▶ [Task goal] Report only how many lines below include "ScriptedGateway".

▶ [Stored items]
//! In-process fakes for exercising executors, the orchestrator and the HTTP
//! layer without network access.

use std::collections::{HashMap, VecDeque};
use std::sync::atomic::{AtomicU32, Ordering};
use std::sync::{Mutex, MutexGuard};

use async_trait::async_trait;
use dialectic_core::gateway::{
    CallFailure, CallGateway, CompletionTask, FailureKind, ProviderAdapter, ProviderRequest,
    ProviderResponse,
};
use dialectic_core::{AgentRole, ProviderId, SearchHit};
use serde_json::json;

#[derive(Clone, Debug, PartialEq)]
pub enum ScriptedReply {
    Text(String),
    Hits(Vec<SearchHit>),
    Failure(FailureKind),
}

impl ScriptedReply {
    pub fn text(value: impl Into<String>) -> Self {
        Self::Text(value.into())
    }

    pub fn json(value: serde_json::Value) -> Self {
        Self::Text(value.to_string())
    }

    pub fn hits(hits: Vec<SearchHit>) -> Self {
        Self::Hits(hits)
    }

    pub fn failure(kind: FailureKind) -> Self {
        Self::Failure(kind)
    }

    fn into_result(self, provider: &ProviderId) -> Result<ProviderResponse, CallFailure> {
        match self {
            Self::Text(text) => Ok(ProviderResponse::Completion(text)),
            Self::Hits(hits) => Ok(ProviderResponse::Search(hits)),
            Self::Failure(kind) => Err(CallFailure::new(kind, provider, "scripted failure")),
        }
    }
}

#[derive(Clone, Debug, PartialEq, Eq, Hash)]
enum Route {
    Task(CompletionTask),
    Search(ProviderId),
}

#[derive(Clone, Debug, PartialEq, Eq)]
pub struct RecordedCall {
    pub provider: ProviderId,
    pub request: ProviderRequest,
}

/// Gateway fake. Completions are routed by task, searches by provider.
/// Queued replies are consumed first, then the route's default, otherwise
/// the call fails with `unknown`.
#[derive(Default)]
pub struct ScriptedGateway {
    queued: Mutex<HashMap<Route, VecDeque<ScriptedReply>>>,
    defaults: Mutex<HashMap<Route, ScriptedReply>>,
    calls: Mutex<Vec<RecordedCall>>,
}

impl ScriptedGateway {
    pub fn new() -> Self {
        Self::default()
    }

    /// Defaults for a full successful run over the `web`, `academic` and
    /// `social` search providers: evaluator always continues, gate always proceeds.
    pub fn happy_path() -> Self {
        let gateway = Self::new();
        gateway.set_default(
            CompletionTask::Clarify,
            ScriptedReply::json(json!({
                "scope": "Compare the effect of tariffs on EV retail prices in the EU and US",
                "requirements": ["cite sources", "cover 2020 onwards"],
                "clarifying_questions": []
            })),
        );
        gateway.set_default(
            CompletionTask::RefineQuery,
            ScriptedReply::text("EV tariff pass-through to retail prices 2020-2025"),
        );
        gateway.set_default(
            CompletionTask::DeepReport,
            ScriptedReply::text("Tariffs raised landed cost; pass-through varied by brand."),
        );
        gateway.set_default(
            CompletionTask::Analyze,
            ScriptedReply::json(json!({
                "facts": [
                    {
                        "statement": "EU duties on imported EVs rose in 2024",
                        "sources": ["https://example.com/eu"],
                        "confidence": 0.9
                    },
                    {
                        "statement": "Some brands absorbed the tariff",
                        "sources": [],
                        "confidence": 0.4
                    }
                ],
                "contradictions": [
                    { "topic": "pass-through", "claims": ["full", "partial"] }
                ]
            })),
        );
        gateway.set_default(
            CompletionTask::SelectAgents,
            ScriptedReply::json(json!({
                "analyst": {
                    "name": "Trade Economist",
                    "persona": "Builds the strongest evidence-based case",
                    "focus": ["pricing data"]
                },
                "critic": {
                    "name": "Skeptical Reviewer",
                    "persona": "Challenges weak evidence",
                    "focus": ["methodology"]
                },
                "success_criteria": ["quantified pass-through estimate"]
            })),
        );
        for role in AgentRole::ORDER {
            gateway.set_default(
                CompletionTask::DialogueTurn(role),
                ScriptedReply::json(json!({
                    "content": format!("{} position", role.as_str()),
                    "confidence": 0.6,
                    "sources": ["https://example.com/eu"]
                })),
            );
        }
        gateway.set_default(
            CompletionTask::Evaluate,
            ScriptedReply::json(json!({
                "decision": "continue",
                "rationale": "open questions remain",
                "feedback": ["quantify"],
                "questions": []
            })),
        );
        gateway.set_default(
            CompletionTask::Align,
            ScriptedReply::json(json!({ "action": "proceed", "drift_areas": [] })),
        );
        gateway.set_default(
            CompletionTask::Synthesize,
            ScriptedReply::json(json!({
                "title": "Tariffs and EV prices",
                "summary": "Partial pass-through.",
                "sections": [{ "heading": "Findings", "body": "Prices rose." }],
                "key_findings": ["pass-through was partial"],
                "open_questions": []
            })),
        );
        for provider in ["web", "academic", "social"] {
            gateway.set_search_default(
                ProviderId::new(provider),
                ScriptedReply::hits(vec![SearchHit {
                    title: format!("{provider} result"),
                    url: format!("https://example.com/{provider}"),
                    snippet: "EV prices and tariffs".to_owned(),
                    published: None,
                }]),
            );
        }
        gateway
    }

    pub fn push(&self, task: CompletionTask, reply: ScriptedReply) {
        lock(&self.queued).entry(Route::Task(task)).or_default().push_back(reply);
    }

    pub fn push_search(&self, provider: ProviderId, reply: ScriptedReply) {
        lock(&self.queued).entry(Route::Search(provider)).or_default().push_back(reply);
    }

    pub fn set_default(&self, task: CompletionTask, reply: ScriptedReply) {
        lock(&self.defaults).insert(Route::Task(task), reply);
    }

    pub fn set_search_default(&self, provider: ProviderId, reply: ScriptedReply) {
        lock(&self.defaults).insert(Route::Search(provider), reply);
    }

    pub fn calls(&self) -> Vec<RecordedCall> {
        lock(&self.calls).clone()
    }

    pub fn calls_for_task(&self, task: CompletionTask) -> usize {
        lock(&self.calls)
            .iter()
            .filter(|call| {
                matches!(&call.request, ProviderRequest::Completion(request) if request.task == task)
            })
            .count()
    }

    pub fn calls_for_provider(&self, provider: &ProviderId) -> usize {
        lock(&self.calls).iter().filter(|call| &call.provider == provider).count()
    }

    /// Prompts sent for `task`, in call order.
    pub fn prompts_for_task(&self, task: CompletionTask) -> Vec<String> {
        lock(&self.calls)
            .iter()
            .filter_map(|call| match &call.request {
                ProviderRequest::Completion(request) if request.task == task => {
                    Some(request.prompt.clone())
                }
                _ => None,
            })
            .collect()
    }
}

#[async_trait]
impl CallGateway for ScriptedGateway {
    async fn invoke(
        &self,
        provider: &ProviderId,
        request: ProviderRequest,
    ) -> Result<ProviderResponse, CallFailure> {
        let route = match &request {
            ProviderRequest::Completion(completion) => Route::Task(completion.task),
            ProviderRequest::Search(_) => Route::Search(provider.clone()),
        };
        lock(&self.calls).push(RecordedCall { provider: provider.clone(), request });

        let queued = lock(&self.queued).get_mut(&route).and_then(VecDeque::pop_front);
        let reply = match queued {
            Some(reply) => Some(reply),
            None => lock(&self.defaults).get(&route).cloned(),
        };
        match reply {
            Some(reply) => reply.into_result(provider),
            None => Err(CallFailure::new(FailureKind::Unknown, provider, "no scripted reply")),
        }
    }
}

/// Adapter that fails with a fixed kind for its first `failures` calls and
/// then answers with `reply`. Counts every attempt.
pub struct CountingAdapter {
    failure: Option<FailureKind>,
    failures: u32,
    reply: ProviderResponse,
    calls: AtomicU32,
}

impl CountingAdapter {
    pub fn always_failing(kind: FailureKind) -> Self {
        Self {
            failure: Some(kind),
            failures: u32::MAX,
            reply: ProviderResponse::Completion(String::new()),
            calls: AtomicU32::new(0),
        }
    }

    pub fn failing_then(kind: FailureKind, failures: u32, reply: ProviderResponse) -> Self {
        Self { failure: Some(kind), failures, reply, calls: AtomicU32::new(0) }
    }

    pub fn answering(reply: ProviderResponse) -> Self {
        Self { failure: None, failures: 0, reply, calls: AtomicU32::new(0) }
    }

    pub fn calls(&self) -> u32 {
        self.calls.load(Ordering::SeqCst)
    }
}

#[async_trait]
impl ProviderAdapter for CountingAdapter {
    async fn call(&self, _request: &ProviderRequest) -> Result<ProviderResponse, CallFailure> {
        let call = self.calls.fetch_add(1, Ordering::SeqCst) + 1;
        match self.failure {
            Some(kind) if call <= self.failures => {
                Err(CallFailure::new(kind, &ProviderId::new("counting"), "scripted adapter failure"))
            }
            _ => Ok(self.reply.clone()),
        }
    }
}

fn lock<T>(mutex: &Mutex<T>) -> MutexGuard<'_, T> {
    match mutex.lock() {
        Ok(guard) => guard,
        Err(poisoned) => poisoned.into_inner(),
    }
}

▶ [Task answer] 3